[[ Supplied data, beginning ]]

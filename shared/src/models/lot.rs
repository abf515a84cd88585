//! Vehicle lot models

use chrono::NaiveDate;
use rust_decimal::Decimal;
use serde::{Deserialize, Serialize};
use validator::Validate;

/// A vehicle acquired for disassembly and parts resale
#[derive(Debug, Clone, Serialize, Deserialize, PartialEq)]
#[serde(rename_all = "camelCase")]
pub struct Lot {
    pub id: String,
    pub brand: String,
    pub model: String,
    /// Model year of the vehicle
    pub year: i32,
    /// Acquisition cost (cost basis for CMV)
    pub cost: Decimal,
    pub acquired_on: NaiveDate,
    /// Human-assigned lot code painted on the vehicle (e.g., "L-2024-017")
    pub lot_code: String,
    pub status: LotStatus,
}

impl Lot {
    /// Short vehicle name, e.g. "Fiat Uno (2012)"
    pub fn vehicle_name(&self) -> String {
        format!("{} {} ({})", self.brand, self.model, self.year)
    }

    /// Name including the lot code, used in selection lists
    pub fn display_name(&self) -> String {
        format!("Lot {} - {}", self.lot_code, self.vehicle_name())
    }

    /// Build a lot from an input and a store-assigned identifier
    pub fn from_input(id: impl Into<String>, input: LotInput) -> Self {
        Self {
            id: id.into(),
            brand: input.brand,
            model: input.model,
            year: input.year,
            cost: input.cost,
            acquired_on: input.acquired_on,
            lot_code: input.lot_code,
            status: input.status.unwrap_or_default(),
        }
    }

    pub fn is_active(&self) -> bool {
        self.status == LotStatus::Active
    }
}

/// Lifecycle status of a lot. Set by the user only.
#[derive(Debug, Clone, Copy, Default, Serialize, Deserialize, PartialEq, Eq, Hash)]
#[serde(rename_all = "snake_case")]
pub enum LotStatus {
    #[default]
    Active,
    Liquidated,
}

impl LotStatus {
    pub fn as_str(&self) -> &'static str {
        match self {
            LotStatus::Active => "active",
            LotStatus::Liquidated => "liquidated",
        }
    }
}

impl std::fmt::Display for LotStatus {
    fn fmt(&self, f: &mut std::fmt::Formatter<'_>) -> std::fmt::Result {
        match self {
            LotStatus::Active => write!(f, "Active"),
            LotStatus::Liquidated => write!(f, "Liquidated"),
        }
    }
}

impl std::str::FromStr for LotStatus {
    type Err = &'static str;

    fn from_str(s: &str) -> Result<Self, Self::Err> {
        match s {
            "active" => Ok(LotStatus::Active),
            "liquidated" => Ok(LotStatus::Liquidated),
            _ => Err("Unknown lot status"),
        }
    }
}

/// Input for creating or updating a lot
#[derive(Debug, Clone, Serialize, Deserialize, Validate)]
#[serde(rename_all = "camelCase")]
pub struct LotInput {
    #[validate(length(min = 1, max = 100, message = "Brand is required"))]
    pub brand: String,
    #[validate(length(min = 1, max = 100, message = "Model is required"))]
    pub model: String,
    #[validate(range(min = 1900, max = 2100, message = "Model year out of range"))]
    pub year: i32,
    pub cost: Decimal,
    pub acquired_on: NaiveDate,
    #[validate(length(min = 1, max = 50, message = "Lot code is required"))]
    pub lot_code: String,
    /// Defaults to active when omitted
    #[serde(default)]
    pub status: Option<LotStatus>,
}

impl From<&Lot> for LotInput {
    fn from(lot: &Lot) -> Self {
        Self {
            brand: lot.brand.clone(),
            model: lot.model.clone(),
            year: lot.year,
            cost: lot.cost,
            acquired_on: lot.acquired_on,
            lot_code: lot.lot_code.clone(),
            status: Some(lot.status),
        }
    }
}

[[ Supplied data, end ]]

▸ **Exercise description**: From the entries above, copy each line that holds "Debug".

▸ **Exercise response**:
#[derive(Debug, Clone, Serialize, Deserialize, PartialEq)]
#[derive(Debug, Clone, Copy, Default, Serialize, Deserialize, PartialEq, Eq, Hash)]
#[derive(Debug, Clone, Serialize, Deserialize, Validate)]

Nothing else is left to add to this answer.